By Samantha Schmidt and Daniel Cassady
23 September 2017
SAN JUAN, PUERTO RICO (The Washington Post) – In the northern Puerto Rican town of Vega Baja, the floodwaters reached more than 10 feet. Stranded residents screamed “save me, save me,” using the lights in their cellphones to help rescue teams find them in the darkness, the town’s mayor said.
In Loiza, a north coastal town that already had been ravaged by Hurricane Irma, 90 percent of homes — 3,000 — were destroyed by Hurricane Maria just days later. In communities across the island, bridges collapsed and highways were severely damaged, isolating many residents. In Rio Grande, officials had yet to access a number of families stuck in their homes, three days after the powerful storm made landfall.
When speaking about his town’s destruction, Ramon Hernandez Torres, mayor of the southern city of Juana Diaz, took a long pause, his voice catching and his eyes filling with tears.
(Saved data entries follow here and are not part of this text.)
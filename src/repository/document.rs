//! Repository backed by the file document store.
//!
//! The store has no transactions. Multi-document writes undo what they already
//! applied when a later step fails and report
//! [`RepositoryError::PartialFailure`] when the undo fails too.

use std::cmp::Ordering;
use std::collections::HashMap;
use std::path::PathBuf;

use chrono::Utc;
use serde::Serialize;
use serde::de::DeserializeOwned;
use serde_json::{Value, json};

use crate::clients::document::{Document, DocumentStore, FieldNaming};
use crate::domain::category::{Category, NewCategory};
use crate::domain::message::{Message, NewMessage};
use crate::domain::project::{
    Media, NewMedia, NewProject, Project, ProjectChanges, attach_media,
};
use crate::domain::review::{NewReview, Review};
use crate::domain::types::{
    CategoryId, CategoryName, MediaId, MessageId, ProjectId, ProjectTitle, ReviewId,
    ReviewStatus, Sequence, SortDirection,
};
use crate::models::document::{
    CATEGORIES, CategoryDocument, MESSAGES, MediaDocument, MessageDocument, PROJECT_MEDIA,
    PROJECTS, ProjectDocument, REVIEWS, ReviewDocument,
};
use crate::ordering::{SequenceUpdate, apply_with_rollback};
use crate::repository::errors::{RepositoryError, RepositoryResult};
use crate::repository::{
    CategoryReader, CategoryWriter, MessageListQuery, MessageReader, MessageWriter,
    ProjectListQuery, ProjectReader, ProjectWriter, ReviewListQuery, ReviewReader, ReviewWriter,
};

/// Document-store adapter with camelCase field names.
#[derive(Debug)]
pub struct DocumentRepository {
    store: DocumentStore,
}

impl DocumentRepository {
    pub fn new(store: DocumentStore) -> Self {
        Self { store }
    }

    /// Opens a camelCase store rooted at `root`.
    pub fn open(root: impl Into<PathBuf>) -> RepositoryResult<Self> {
        Ok(Self::new(DocumentStore::open(root, FieldNaming::CamelCase)?))
    }

    fn load_media(&self) -> RepositoryResult<HashMap<String, Vec<MediaDocument>>> {
        let mut grouped: HashMap<String, Vec<MediaDocument>> = HashMap::new();
        for doc in self
            .store
            .list_all(PROJECT_MEDIA, None, SortDirection::Ascending)?
        {
            let media: MediaDocument = from_document(doc)?;
            grouped.entry(media.project_id.clone()).or_default().push(media);
        }
        Ok(grouped)
    }

    fn project_media(&self, project_id: &ProjectId) -> RepositoryResult<Vec<MediaDocument>> {
        self.store
            .find_where(PROJECT_MEDIA, "project_id", &json!(project_id.as_str()))?
            .into_iter()
            .map(from_document)
            .collect()
    }

    /// Inserts media one by one, removing the ones already written when a
    /// later insert fails.
    fn insert_media(&self, media: &[Media]) -> RepositoryResult<()> {
        for (index, item) in media.iter().enumerate() {
            let Err(err) = self
                .store
                .insert(PROJECT_MEDIA, to_document(&MediaDocument::from(item))?)
            else {
                continue;
            };

            for inserted in &media[..index] {
                if let Err(undo_err) = self.store.delete(PROJECT_MEDIA, inserted.id.as_str()) {
                    log::error!("Failed to remove media {}: {undo_err}", inserted.id);
                    return Err(RepositoryError::PartialFailure(format!(
                        "media {} left behind after failed upload ({err})",
                        inserted.id
                    )));
                }
            }
            return Err(err);
        }
        Ok(())
    }
}

fn to_document<T: Serialize>(value: &T) -> RepositoryResult<Document> {
    match serde_json::to_value(value)? {
        Value::Object(map) => Ok(map),
        other => Err(RepositoryError::Serialization(format!(
            "expected an object, got {other}"
        ))),
    }
}

fn from_document<T: DeserializeOwned>(document: Document) -> RepositoryResult<T> {
    Ok(serde_json::from_value(Value::Object(document))?)
}

/// Maps a single-document write to an affected-row count.
fn affected(result: RepositoryResult<()>) -> RepositoryResult<usize> {
    match result {
        Ok(()) => Ok(1),
        Err(RepositoryError::NotFound) => Ok(0),
        Err(err) => Err(err),
    }
}

fn partial(fields: Value) -> Document {
    match fields {
        Value::Object(map) => map,
        _ => Document::new(),
    }
}

fn parse_category(document: Document) -> RepositoryResult<Category> {
    Ok(from_document::<CategoryDocument>(document)?.try_into()?)
}

fn parse_message(document: Document) -> RepositoryResult<Message> {
    Ok(from_document::<MessageDocument>(document)?.try_into()?)
}

fn parse_review(document: Document) -> RepositoryResult<Review> {
    Ok(from_document::<ReviewDocument>(document)?.try_into()?)
}

fn compare_projects(a: &Project, b: &Project) -> Ordering {
    match (a.sequence, b.sequence) {
        (Some(a_seq), Some(b_seq)) => b_seq.cmp(&a_seq),
        (Some(_), None) => Ordering::Less,
        (None, Some(_)) => Ordering::Greater,
        (None, None) => Ordering::Equal,
    }
    .then_with(|| b.created_at.cmp(&a.created_at))
}

impl CategoryReader for DocumentRepository {
    fn list_categories(&self) -> RepositoryResult<Vec<Category>> {
        self.store
            .list_all(CATEGORIES, Some("display_order"), SortDirection::Ascending)?
            .into_iter()
            .map(parse_category)
            .collect()
    }

    fn get_category_by_id(&self, id: &CategoryId) -> RepositoryResult<Option<Category>> {
        self.store
            .get(CATEGORIES, id.as_str())?
            .map(parse_category)
            .transpose()
    }
}

impl CategoryWriter for DocumentRepository {
    fn create_category(
        &self,
        category: &NewCategory,
        sequence: Sequence,
    ) -> RepositoryResult<Category> {
        let category = category.clone().into_category(CategoryId::generate(), sequence);
        self.store
            .insert(CATEGORIES, to_document(&CategoryDocument::from(&category))?)?;
        Ok(category)
    }

    fn rename_category(&self, id: &CategoryId, name: &CategoryName) -> RepositoryResult<usize> {
        affected(self.store.update(
            CATEGORIES,
            id.as_str(),
            partial(json!({
                "name": name.as_str(),
                "updated_at": Utc::now().naive_utc(),
            })),
        ))
    }

    fn set_category_sequences(
        &self,
        updates: &[SequenceUpdate<CategoryId>],
    ) -> RepositoryResult<()> {
        apply_with_rollback(updates, |id, sequence| {
            self.store.update(
                CATEGORIES,
                id.as_str(),
                partial(json!({ "display_order": sequence.get() })),
            )
        })
    }

    fn delete_category(&self, id: &CategoryId) -> RepositoryResult<usize> {
        affected(self.store.delete(CATEGORIES, id.as_str()))
    }
}

impl ProjectReader for DocumentRepository {
    fn list_projects(&self, query: ProjectListQuery) -> RepositoryResult<Vec<Project>> {
        let mut media = self.load_media()?;

        let mut projects = Vec::new();
        for doc in self
            .store
            .list_all(PROJECTS, None, SortDirection::Descending)?
        {
            let doc: ProjectDocument = from_document(doc)?;
            if let Some(category_id) = &query.category_id {
                if doc.category_id.as_deref() != Some(category_id.as_str()) {
                    continue;
                }
            }
            let gallery = media.remove(&doc.id).unwrap_or_default();
            projects.push(doc.into_domain(gallery)?);
        }

        projects.sort_by(compare_projects);
        Ok(projects)
    }

    fn get_project_by_id(&self, id: &ProjectId) -> RepositoryResult<Option<Project>> {
        let Some(doc) = self.store.get(PROJECTS, id.as_str())? else {
            return Ok(None);
        };
        let doc: ProjectDocument = from_document(doc)?;
        let media = self.project_media(id)?;
        Ok(Some(doc.into_domain(media)?))
    }
}

impl ProjectWriter for DocumentRepository {
    fn create_project(
        &self,
        project: &NewProject,
        sequence: Sequence,
    ) -> RepositoryResult<Project> {
        let project = project.clone().into_project(ProjectId::generate(), sequence);
        self.store
            .insert(PROJECTS, to_document(&ProjectDocument::from(&project))?)?;

        if let Err(err) = self.insert_media(&project.media) {
            if let Err(undo_err) = self.store.delete(PROJECTS, project.id.as_str()) {
                log::error!("Failed to remove project {}: {undo_err}", project.id);
                return Err(RepositoryError::PartialFailure(format!(
                    "project {} saved without its media ({err})",
                    project.id
                )));
            }
            return Err(err);
        }

        Ok(project)
    }

    fn update_project(
        &self,
        id: &ProjectId,
        changes: &ProjectChanges,
    ) -> RepositoryResult<usize> {
        let technologies: Vec<&str> = changes.technologies.iter().map(|t| t.as_str()).collect();
        affected(self.store.update(
            PROJECTS,
            id.as_str(),
            partial(json!({
                "title": changes.title.as_str(),
                "description": changes.description,
                "category_id": changes.category_id.as_ref().map(|c| c.as_str()),
                "technologies": technologies,
                "updated_at": changes.updated_at,
            })),
        ))
    }

    fn rename_project(&self, id: &ProjectId, title: &ProjectTitle) -> RepositoryResult<usize> {
        affected(self.store.update(
            PROJECTS,
            id.as_str(),
            partial(json!({
                "title": title.as_str(),
                "updated_at": Utc::now().naive_utc(),
            })),
        ))
    }

    fn set_project_sequences(
        &self,
        updates: &[SequenceUpdate<ProjectId>],
    ) -> RepositoryResult<()> {
        apply_with_rollback(updates, |id, sequence| {
            self.store.update(
                PROJECTS,
                id.as_str(),
                partial(json!({ "display_order": sequence.get() })),
            )
        })
    }

    fn add_project_media(
        &self,
        project_id: &ProjectId,
        media: &[NewMedia],
    ) -> RepositoryResult<Vec<Media>> {
        if self.store.get(PROJECTS, project_id.as_str())?.is_none() {
            return Err(RepositoryError::NotFound);
        }

        let first = self
            .project_media(project_id)?
            .iter()
            .map(|m| Sequence::new(m.display_order))
            .max()
            .map_or(Sequence::new(0), Sequence::next);

        let attached = attach_media(project_id, media.to_vec(), first);
        self.insert_media(&attached)?;
        Ok(attached)
    }

    fn delete_project_media(
        &self,
        project_id: &ProjectId,
        media_id: &MediaId,
    ) -> RepositoryResult<usize> {
        let Some(doc) = self.store.get(PROJECT_MEDIA, media_id.as_str())? else {
            return Ok(0);
        };
        let media: MediaDocument = from_document(doc)?;
        if media.project_id != project_id.as_str() {
            return Ok(0);
        }
        affected(self.store.delete(PROJECT_MEDIA, media_id.as_str()))
    }

    fn delete_project(&self, id: &ProjectId) -> RepositoryResult<usize> {
        if self.store.get(PROJECTS, id.as_str())?.is_none() {
            return Ok(0);
        }

        let removed = self
            .store
            .delete_where(PROJECT_MEDIA, "project_id", &json!(id.as_str()))?;

        // Media is gone at this point and cannot be restored.
        match self.store.delete(PROJECTS, id.as_str()) {
            Ok(()) => Ok(1),
            Err(err) if removed > 0 => Err(RepositoryError::PartialFailure(format!(
                "removed {removed} media of project {id} but kept the project: {err}"
            ))),
            Err(err) => Err(err),
        }
    }
}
“It’s a total disaster,” he said.

Hurricane Maria pounded the entire island of Puerto Rico on Wednesday, but the scope of the damage had been speculative and unclear since, in large part because towns across the U.S. territory have been completely off the grid. Though images from the air showed incredible destruction, mayors were unable to reach central government for leadership and help because communication was impossible. No telephones, cellphones, or Internet. No power. No passage through roads that had been washed away or blocked with trees and power lines.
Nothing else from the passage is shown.